Your assignment. Every line holding the string "once" should be copied out of the listing.

◇ ◇ ◇

//! Upload finalization: merge, verify, ingest.

use crate::error::{IntakeError, IntakeResult};
use crate::store::ChunkStore;
use pressroom_core::{MediaCategory, StoredMedia, VerificationResult};
use pressroom_vault::MediaStore;
use pressroom_verify::{compute_checksum, IntegrityVerifier};
use std::path::Path;
use time::OffsetDateTime;
use tokio::fs;
use tokio::io::{AsyncWriteExt, BufWriter};

/// Expectations recorded for an upload by the collaborator data store.
#[derive(Clone, Debug)]
pub struct MediaExpectations {
    /// Expected content checksum (hex, either case), if recorded.
    pub checksum: Option<String>,
    /// Expected duration in seconds, for audio/video only.
    pub duration_seconds: Option<f64>,
    /// Duration tolerance in seconds.
    pub tolerance_seconds: f64,
    /// Storage category for the verified file.
    pub category: MediaCategory,
}

/// Composes the intake flow: merge a complete session to a spool file,
/// verify it, and ingest it into the media store behind an opaque
/// reference.
pub struct MediaIntake {
    chunks: ChunkStore,
    verifier: IntegrityVerifier,
    media: MediaStore,
}

impl MediaIntake {
    /// Create the intake facade.
    pub fn new(chunks: ChunkStore, verifier: IntegrityVerifier, media: MediaStore) -> Self {
        Self {
            chunks,
            verifier,
            media,
        }
    }

    /// Access the chunk store for per-chunk operations.
    pub fn chunks(&self) -> &ChunkStore {
        &self.chunks
    }

    /// Access the media store for reference resolution.
    pub fn media(&self) -> &MediaStore {
        &self.media
    }

    /// Finalize a complete upload session.
    ///
    /// Merges the session into a spool file, verifies it against the
    /// recorded expectations, and on success moves it into the catalog.
    /// On verification failure the spool file is deleted and the failure
    /// reasons are returned; the session directory is already consumed by
    /// the merge either way. A duration-probe fault surfaces as
    /// [`IntakeError::Verify`] with the spool file kept on disk, so the
    /// caller can retry via [`Self::finalize_staged`] without a re-upload.
    #[tracing::instrument(skip(self, expectations), fields(session = %session_id))]
    pub async fn finalize_session(
        &self,
        session_id: &pressroom_core::SessionId,
        expectations: &MediaExpectations,
    ) -> IntakeResult<StoredMedia> {
        let session = self.chunks.load_session(session_id).await?;
        let spool = self.media.spool_path(session_id.as_str());

        let file = fs::File::create(&spool).await?;
        let mut writer = BufWriter::new(file);
        let flushed = match self.chunks.merge(session_id, &mut writer).await {
            Ok(_) => writer.shutdown().await.map_err(IntakeError::from),
            Err(e) => Err(e),
        };
        if let Err(e) = flushed {
            let _ = fs::remove_file(&spool).await;
            return Err(e);
        }

        self.finalize_staged(&spool, &session.original_filename, expectations)
            .await
    }

    /// Verify a merged spool file and ingest it into the catalog.
    ///
    /// Checksum and duration mismatches are terminal: the staged file is
    /// deleted and the reasons come back as
    /// [`IntakeError::VerificationFailed`]. A probe fault is a condition
    /// of the probe, not the file: it propagates as
    /// [`IntakeError::Verify`] with the staged file left in place, and
    /// this method can be called again on the same path once the probe
    /// recovers.
    #[tracing::instrument(skip(self, expectations), fields(staged = %staged.display()))]
    pub async fn finalize_staged(
        &self,
        staged: &Path,
        original_filename: &str,
        expectations: &MediaExpectations,
    ) -> IntakeResult<StoredMedia> {
        let size_bytes = fs::metadata(staged).await?.len();

        // Hash once, then reuse the digest for both the verdict and the
        // catalog record.
        let checksum = compute_checksum(staged).await?;
        let mut errors = Vec::new();
        let checksum_valid = match expectations.checksum.as_deref() {
            Some(expected) if !expected.trim().is_empty() => {
                if checksum.matches_hex(expected) {
                    true
                } else {
                    errors.push(format!(
                        "checksum mismatch: expected {}, got {}",
                        expected.trim().to_lowercase(),
                        checksum.to_hex()
                    ));
                    false
                }
            }
            _ => true,
        };
        let duration_valid = match expectations.duration_seconds {
            Some(expected) if expected > 0.0 => {
                let (valid, reason) = self
                    .verifier
                    .verify_duration(staged, Some(expected), expectations.tolerance_seconds)
                    .await?;
                if let Some(reason) = reason {
                    errors.push(reason);
                }
                Some(valid)
            }
            _ => None,
        };

        let verdict = VerificationResult {
            checksum_valid,
            duration_valid,
            errors,
        };
        if !verdict.overall_valid() {
            let _ = fs::remove_file(staged).await;
            tracing::warn!(reasons = ?verdict.errors, "upload rejected at finalize");
            return Err(IntakeError::VerificationFailed {
                reasons: verdict.errors,
            });
        }

        let token = self
            .media
            .ingest(staged, expectations.category, original_filename)
            .await?;

        Ok(StoredMedia {
            opaque_reference: token,
            checksum,
            expected_duration_seconds: expectations.duration_seconds,
            size_bytes,
            category: expectations.category,
            stored_at: OffsetDateTime::now_utc(),
        })
    }
}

◇ ◇ ◇

Task output.
    /// this method can be called again on the same path once the probe
        // Hash once, then reuse the digest for both the verdict and the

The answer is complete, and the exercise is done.